Source data –
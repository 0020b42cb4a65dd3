//! Local collaborators used by the `qplay` binary
//!
//! - [`LocalFileResolver`]: source references are file paths; downloading
//!   copies the file into the cache
//! - [`ClockSink`]: headless voice sink that "plays" by letting a clock run
//!   for the entry's length and then reports completion from its own thread

use crate::collaborators::{
    CompletionCallback, PlayRequest, ResolveError, ResolvedMedia, Resolver, SinkError, VoiceSink,
};
use async_trait::async_trait;
use std::path::{Path, PathBuf};
use std::sync::mpsc::{self, RecvTimeoutError};
use std::sync::{Arc, Mutex, MutexGuard, PoisonError};
use std::thread;
use std::time::{Duration, Instant};
use tracing::{debug, info};
use uuid::Uuid;

/// Length assumed for entries with neither a known duration nor a clip limit
pub const UNKNOWN_LENGTH: Duration = Duration::from_secs(180);

/// Resolver for files on the local filesystem
#[derive(Debug, Clone, Default)]
pub struct LocalFileResolver {
    /// Base for relative source references
    root: Option<PathBuf>,
}

impl LocalFileResolver {
    pub fn new() -> Self {
        Self::default()
    }

    /// Resolve relative references against `root`
    pub fn with_root(root: impl Into<PathBuf>) -> Self {
        Self {
            root: Some(root.into()),
        }
    }

    fn locate(&self, source_ref: &str) -> PathBuf {
        let path = PathBuf::from(source_ref);
        match &self.root {
            Some(root) if path.is_relative() => root.join(path),
            _ => path,
        }
    }
}

#[async_trait]
impl Resolver for LocalFileResolver {
    async fn resolve(&self, source_ref: &str) -> Result<ResolvedMedia, ResolveError> {
        if source_ref.contains("://") {
            return Err(ResolveError::Unsupported(source_ref.to_string()));
        }

        let path = self.locate(source_ref);
        let metadata = tokio::fs::metadata(&path).await.map_err(|e| match e.kind() {
            std::io::ErrorKind::NotFound => ResolveError::NotFound(path.display().to_string()),
            _ => ResolveError::Network(format!("{}: {}", path.display(), e)),
        })?;
        if !metadata.is_file() {
            return Err(ResolveError::Unsupported(format!(
                "{} is not a regular file",
                path.display()
            )));
        }

        let title = path
            .file_stem()
            .map(|s| s.to_string_lossy().into_owned())
            .unwrap_or_else(|| source_ref.to_string());

        Ok(ResolvedMedia {
            title,
            duration_seconds: None,
            locator: path.to_string_lossy().into_owned(),
        })
    }

    async fn download(&self, locator: &str, destination_hint: &Path) -> anyhow::Result<PathBuf> {
        let source = Path::new(locator);
        let destination = match source.extension() {
            Some(ext) => destination_hint.with_extension(ext),
            None => destination_hint.to_path_buf(),
        };

        // Partial copies never sit at the final path; each copy gets its own
        let partial = destination.with_extension(format!("{}.part", Uuid::new_v4().simple()));
        tokio::fs::copy(source, &partial).await?;
        tokio::fs::rename(&partial, &destination).await?;

        debug!("Copied {} to {}", source.display(), destination.display());
        Ok(destination)
    }
}

enum Control {
    Pause,
    Resume,
    Stop,
}

#[derive(Debug)]
struct Clock {
    start_at: Duration,
    played: Duration,
    running_since: Option<Instant>,
}

impl Clock {
    fn elapsed(&self) -> Duration {
        self.played + self.running_since.map_or(Duration::ZERO, |t| t.elapsed())
    }

    fn pause(&mut self) {
        if let Some(since) = self.running_since.take() {
            self.played += since.elapsed();
        }
    }

    fn resume(&mut self) {
        if self.running_since.is_none() {
            self.running_since = Some(Instant::now());
        }
    }
}

struct Stream {
    control: mpsc::Sender<Control>,
    clock: Arc<Mutex<Clock>>,
}

/// Headless sink driven by wall-clock time
pub struct ClockSink {
    /// Upper bound on how long any entry plays
    clip: Option<Duration>,
    stream: Mutex<Option<Stream>>,
    volume: Mutex<f32>,
}

impl ClockSink {
    pub fn new(clip: Option<Duration>) -> Self {
        Self {
            clip,
            stream: Mutex::new(None),
            volume: Mutex::new(0.0),
        }
    }

    fn stream(&self) -> MutexGuard<'_, Option<Stream>> {
        self.stream.lock().unwrap_or_else(PoisonError::into_inner)
    }

    fn send(&self, control: Control) {
        if let Some(stream) = self.stream().as_ref() {
            let _ = stream.control.send(control);
        }
    }

    /// Volume of the last stream
    pub fn volume(&self) -> f32 {
        *self.volume.lock().unwrap_or_else(PoisonError::into_inner)
    }

    fn length_of(&self, request: &PlayRequest) -> Duration {
        let remaining = request
            .duration
            .map(|d| d.saturating_sub(request.start_at));
        match (remaining, self.clip) {
            (Some(remaining), Some(clip)) => remaining.min(clip),
            (Some(remaining), None) => remaining,
            (None, Some(clip)) => clip,
            (None, None) => UNKNOWN_LENGTH,
        }
    }
}

fn lock_clock(clock: &Mutex<Clock>) -> MutexGuard<'_, Clock> {
    clock.lock().unwrap_or_else(PoisonError::into_inner)
}

fn run_clock(
    length: Duration,
    clock: Arc<Mutex<Clock>>,
    control: mpsc::Receiver<Control>,
    on_complete: CompletionCallback,
) {
    loop {
        let (running, remaining) = {
            let clock = lock_clock(&clock);
            (clock.running_since.is_some(), length.saturating_sub(clock.elapsed()))
        };

        let received = if running {
            if remaining.is_zero() {
                break;
            }
            match control.recv_timeout(remaining) {
                Ok(c) => c,
                Err(RecvTimeoutError::Timeout) => continue,
                Err(RecvTimeoutError::Disconnected) => break,
            }
        } else {
            match control.recv() {
                Ok(c) => c,
                Err(_) => break,
            }
        };

        match received {
            Control::Pause => lock_clock(&clock).pause(),
            Control::Resume => lock_clock(&clock).resume(),
            Control::Stop => break,
        }
    }

    {
        let mut clock = lock_clock(&clock);
        clock.pause();
        clock.played = clock.played.min(length);
    }
    on_complete(None);
}

impl VoiceSink for ClockSink {
    fn play(&self, request: PlayRequest, on_complete: CompletionCallback) -> Result<(), SinkError> {
        if !request.path.is_file() {
            return Err(SinkError(format!(
                "cannot open {}",
                request.path.display()
            )));
        }

        let length = self.length_of(&request);
        let clock = Arc::new(Mutex::new(Clock {
            start_at: request.start_at,
            played: Duration::ZERO,
            running_since: Some(Instant::now()),
        }));
        let (control, receiver) = mpsc::channel();

        let thread_clock = Arc::clone(&clock);
        thread::Builder::new()
            .name(format!("qplay-clock-{}", request.entry_id))
            .spawn(move || run_clock(length, thread_clock, receiver, on_complete))
            .map_err(|e| SinkError(format!("cannot start clock thread: {}", e)))?;

        *self.volume.lock().unwrap_or_else(PoisonError::into_inner) = request.volume;
        info!(
            "Clock sink playing {} for {:?} from {:?}",
            request.path.display(),
            length,
            request.start_at
        );

        if let Some(previous) = self.stream().replace(Stream { control, clock }) {
            let _ = previous.control.send(Control::Stop);
        }
        Ok(())
    }

    fn pause(&self) {
        self.send(Control::Pause);
    }

    fn resume(&self) {
        self.send(Control::Resume);
    }

    fn stop(&self) {
        self.send(Control::Stop);
    }

    fn set_volume(&self, volume: f32) {
        *self.volume.lock().unwrap_or_else(PoisonError::into_inner) = volume;
        debug!("Clock sink volume {:.2}", volume);
    }

    fn progress(&self) -> Duration {
        match self.stream().as_ref() {
            Some(stream) => {
                let clock = lock_clock(&stream.clock);
                clock.start_at + clock.elapsed()
            }
            None => Duration::ZERO,
        }
    }
}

Directions for this task –
The answer must contain every line of the material, unchanged.

Response for this exercise –
repository 0020b42cb4a65dd3
//! Local collaborators used by the `qplay` binary
//!
//! - [`LocalFileResolver`]: source references are file paths; downloading
//!   copies the file into the cache
//! - [`ClockSink`]: headless voice sink that "plays" by letting a clock run
//!   for the entry's length and then reports completion from its own thread

use crate::collaborators::{
    CompletionCallback, PlayRequest, ResolveError, ResolvedMedia, Resolver, SinkError, VoiceSink,
};
use async_trait::async_trait;
use std::path::{Path, PathBuf};
use std::sync::mpsc::{self, RecvTimeoutError};
use std::sync::{Arc, Mutex, MutexGuard, PoisonError};
use std::thread;
use std::time::{Duration, Instant};
use tracing::{debug, info};
use uuid::Uuid;

/// Length assumed for entries with neither a known duration nor a clip limit
pub const UNKNOWN_LENGTH: Duration = Duration::from_secs(180);

/// Resolver for files on the local filesystem
#[derive(Debug, Clone, Default)]
pub struct LocalFileResolver {
    /// Base for relative source references
    root: Option<PathBuf>,
}

impl LocalFileResolver {
    pub fn new() -> Self {
        Self::default()
    }

    /// Resolve relative references against `root`
    pub fn with_root(root: impl Into<PathBuf>) -> Self {
        Self {
            root: Some(root.into()),
        }
    }

    fn locate(&self, source_ref: &str) -> PathBuf {
        let path = PathBuf::from(source_ref);
        match &self.root {
            Some(root) if path.is_relative() => root.join(path),
            _ => path,
        }
    }
}

#[async_trait]
impl Resolver for LocalFileResolver {
    async fn resolve(&self, source_ref: &str) -> Result<ResolvedMedia, ResolveError> {
        if source_ref.contains("://") {
            return Err(ResolveError::Unsupported(source_ref.to_string()));
        }

        let path = self.locate(source_ref);
        let metadata = tokio::fs::metadata(&path).await.map_err(|e| match e.kind() {
            std::io::ErrorKind::NotFound => ResolveError::NotFound(path.display().to_string()),
            _ => ResolveError::Network(format!("{}: {}", path.display(), e)),
        })?;
        if !metadata.is_file() {
            return Err(ResolveError::Unsupported(format!(
                "{} is not a regular file",
                path.display()
            )));
        }

        let title = path
            .file_stem()
            .map(|s| s.to_string_lossy().into_owned())
            .unwrap_or_else(|| source_ref.to_string());

        Ok(ResolvedMedia {
            title,
            duration_seconds: None,
            locator: path.to_string_lossy().into_owned(),
        })
    }

    async fn download(&self, locator: &str, destination_hint: &Path) -> anyhow::Result<PathBuf> {
        let source = Path::new(locator);
        let destination = match source.extension() {
            Some(ext) => destination_hint.with_extension(ext),
            None => destination_hint.to_path_buf(),
        };

        // Partial copies never sit at the final path; each copy gets its own
        let partial = destination.with_extension(format!("{}.part", Uuid::new_v4().simple()));
        tokio::fs::copy(source, &partial).await?;
        tokio::fs::rename(&partial, &destination).await?;

        debug!("Copied {} to {}", source.display(), destination.display());
        Ok(destination)
    }
}

enum Control {
    Pause,
    Resume,
    Stop,
}

#[derive(Debug)]
struct Clock {
    start_at: Duration,
    played: Duration,
    running_since: Option<Instant>,
}

impl Clock {
    fn elapsed(&self) -> Duration {
        self.played + self.running_since.map_or(Duration::ZERO, |t| t.elapsed())
    }

    fn pause(&mut self) {
        if let Some(since) = self.running_since.take() {
            self.played += since.elapsed();
        }
    }

    fn resume(&mut self) {
        if self.running_since.is_none() {
            self.running_since = Some(Instant::now());
        }
    }
}

struct Stream {
    control: mpsc::Sender<Control>,
    clock: Arc<Mutex<Clock>>,
}

/// Headless sink driven by wall-clock time
pub struct ClockSink {
    /// Upper bound on how long any entry plays
    clip: Option<Duration>,
    stream: Mutex<Option<Stream>>,
    volume: Mutex<f32>,
}

impl ClockSink {
    pub fn new(clip: Option<Duration>) -> Self {
        Self {
            clip,
            stream: Mutex::new(None),
            volume: Mutex::new(0.0),
        }
    }

    fn stream(&self) -> MutexGuard<'_, Option<Stream>> {
        self.stream.lock().unwrap_or_else(PoisonError::into_inner)
    }

    fn send(&self, control: Control) {
        if let Some(stream) = self.stream().as_ref() {
            let _ = stream.control.send(control);
        }
    }

    /// Volume of the last stream
    pub fn volume(&self) -> f32 {
        *self.volume.lock().unwrap_or_else(PoisonError::into_inner)
    }

    fn length_of(&self, request: &PlayRequest) -> Duration {
        let remaining = request
            .duration
            .map(|d| d.saturating_sub(request.start_at));
        match (remaining, self.clip) {
            (Some(remaining), Some(clip)) => remaining.min(clip),
            (Some(remaining), None) => remaining,
            (None, Some(clip)) => clip,
            (None, None) => UNKNOWN_LENGTH,
        }
    }
}

fn lock_clock(clock: &Mutex<Clock>) -> MutexGuard<'_, Clock> {
    clock.lock().unwrap_or_else(PoisonError::into_inner)
}

fn run_clock(
    length: Duration,
    clock: Arc<Mutex<Clock>>,
    control: mpsc::Receiver<Control>,
    on_complete: CompletionCallback,
) {
    loop {
        let (running, remaining) = {
            let clock = lock_clock(&clock);
            (clock.running_since.is_some(), length.saturating_sub(clock.elapsed()))
        };

        let received = if running {
            if remaining.is_zero() {
                break;
            }
            match control.recv_timeout(remaining) {
                Ok(c) => c,
                Err(RecvTimeoutError::Timeout) => continue,
                Err(RecvTimeoutError::Disconnected) => break,
            }
        } else {
            match control.recv() {
                Ok(c) => c,
                Err(_) => break,
            }
        };

        match received {
            Control::Pause => lock_clock(&clock).pause(),
            Control::Resume => lock_clock(&clock).resume(),
            Control::Stop => break,
        }
    }

    {
        let mut clock = lock_clock(&clock);
        clock.pause();
        clock.played = clock.played.min(length);
    }
    on_complete(None);
}

impl VoiceSink for ClockSink {
    fn play(&self, request: PlayRequest, on_complete: CompletionCallback) -> Result<(), SinkError> {
        if !request.path.is_file() {
            return Err(SinkError(format!(
                "cannot open {}",
                request.path.display()
            )));
        }

        let length = self.length_of(&request);
        let clock = Arc::new(Mutex::new(Clock {
            start_at: request.start_at,
            played: Duration::ZERO,
            running_since: Some(Instant::now()),
        }));
        let (control, receiver) = mpsc::channel();

        let thread_clock = Arc::clone(&clock);
        thread::Builder::new()
            .name(format!("qplay-clock-{}", request.entry_id))
            .spawn(move || run_clock(length, thread_clock, receiver, on_complete))
            .map_err(|e| SinkError(format!("cannot start clock thread: {}", e)))?;

        *self.volume.lock().unwrap_or_else(PoisonError::into_inner) = request.volume;
        info!(
            "Clock sink playing {} for {:?} from {:?}",
            request.path.display(),
            length,
            request.start_at
        );

        if let Some(previous) = self.stream().replace(Stream { control, clock }) {
            let _ = previous.control.send(Control::Stop);
        }
        Ok(())
    }

    fn pause(&self) {
        self.send(Control::Pause);
    }

    fn resume(&self) {
        self.send(Control::Resume);
    }

    fn stop(&self) {
        self.send(Control::Stop);
    }

    fn set_volume(&self, volume: f32) {
        *self.volume.lock().unwrap_or_else(PoisonError::into_inner) = volume;
        debug!("Clock sink volume {:.2}", volume);
    }

    fn progress(&self) -> Duration {
        match self.stream().as_ref() {
            Some(stream) => {
                let clock = lock_clock(&stream.clock);
                clock.start_at + clock.elapsed()
            }
            None => Duration::ZERO,
        }
    }
}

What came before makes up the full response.